:: DIRECTIONS FOR THIS TASK ::
Exactly the lines from the opening of the data through the line containing "let same = match" should be reproduced, please, with nothing added.

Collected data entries
- - -
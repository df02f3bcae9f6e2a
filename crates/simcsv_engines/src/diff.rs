#![forbid(unsafe_code)]

/// Hex-character positions at which a card value differs from a requested one.
#[derive(Debug, Clone, PartialEq, Eq, Default)]
pub struct DifferenceReport {
    pub indices: Vec<usize>,
    /// `^` under each differing character, cut at the display limit.
    pub caret_line: String,
}

impl DifferenceReport {
    pub fn is_empty(&self) -> bool {
        self.indices.is_empty()
    }
}

/// Positions past the end of the shorter value count as differences.
pub fn difference_report(on_card: &str, requested: &str, display_limit: usize) -> DifferenceReport {
    let a = on_card.as_bytes();
    let b = requested.as_bytes();
    let len = a.len().max(b.len());

    let mut indices = Vec::new();
    for i in 0..len {
        let same = match (a.get(i), b.get(i)) {
            (Some(x), Some(y)) => x.eq_ignore_ascii_case(y),
            _ => false,
        };
        if !same {
            indices.push(i);
        }
    }

    let mut caret_line = String::with_capacity(len.min(display_limit));
    let mut next = indices.iter().peekable();
    for i in 0..len.min(display_limit) {
        if next.peek() == Some(&&i) {
            caret_line.push('^');
            next.next();
        } else {
            caret_line.push(' ');
        }
    }
    let trimmed = caret_line.trim_end().len();
    caret_line.truncate(trimmed);

    DifferenceReport {
        indices,
        caret_line,
    }
}

/// Shortens a value for log lines.
pub fn truncate_for_display(value: &str, display_limit: usize) -> String {
    match value.char_indices().nth(display_limit) {
        Some((cut, _)) => format!("{}...", &value[..cut]),
        None => value.to_string(),
    }
}

#[cfg(test)]
mod tests {
    use super::*;

    #[test]
    fn at_diff_01_carets_under_each_difference() {
        let r = difference_report("0154455354ff", "0154455324ff", 50);
        assert_eq!(r.indices, vec![8]);
        assert_eq!(r.caret_line, "        ^");
    }

    #[test]
    fn at_diff_02_case_is_ignored_and_equal_values_are_empty() {
        let r = difference_report("ABCD", "abcd", 50);
        assert!(r.is_empty());
        assert_eq!(r.caret_line, "");
    }

    #[test]
    fn at_diff_03_length_mismatch_and_display_limit() {
        let r = difference_report("00", "0011", 50);
        assert_eq!(r.indices, vec![2, 3]);
        assert_eq!(r.caret_line, "  ^^");

        let r = difference_report(&"0".repeat(60), &"1".repeat(60), 4);
        assert_eq!(r.indices.len(), 60);
        assert_eq!(r.caret_line, "^^^^");
    }

    #[test]
    fn at_diff_04_truncation_adds_ellipsis() {
        assert_eq!(truncate_for_display("abcdef", 4), "abcd...");
        assert_eq!(truncate_for_display("abcd", 4), "abcd");
    }
}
- - -
:: RESPONSE TO THIS TASK ::
repository df02f3bcae9f6e2a
filename crates/simcsv_engines/src/diff.rs
#![forbid(unsafe_code)]

/// Hex-character positions at which a card value differs from a requested one.
#[derive(Debug, Clone, PartialEq, Eq, Default)]
pub struct DifferenceReport {
    pub indices: Vec<usize>,
    /// `^` under each differing character, cut at the display limit.
    pub caret_line: String,
}

impl DifferenceReport {
    pub fn is_empty(&self) -> bool {
        self.indices.is_empty()
    }
}

/// Positions past the end of the shorter value count as differences.
pub fn difference_report(on_card: &str, requested: &str, display_limit: usize) -> DifferenceReport {
    let a = on_card.as_bytes();
    let b = requested.as_bytes();
    let len = a.len().max(b.len());

    let mut indices = Vec::new();
    for i in 0..len {
        let same = match (a.get(i), b.get(i)) {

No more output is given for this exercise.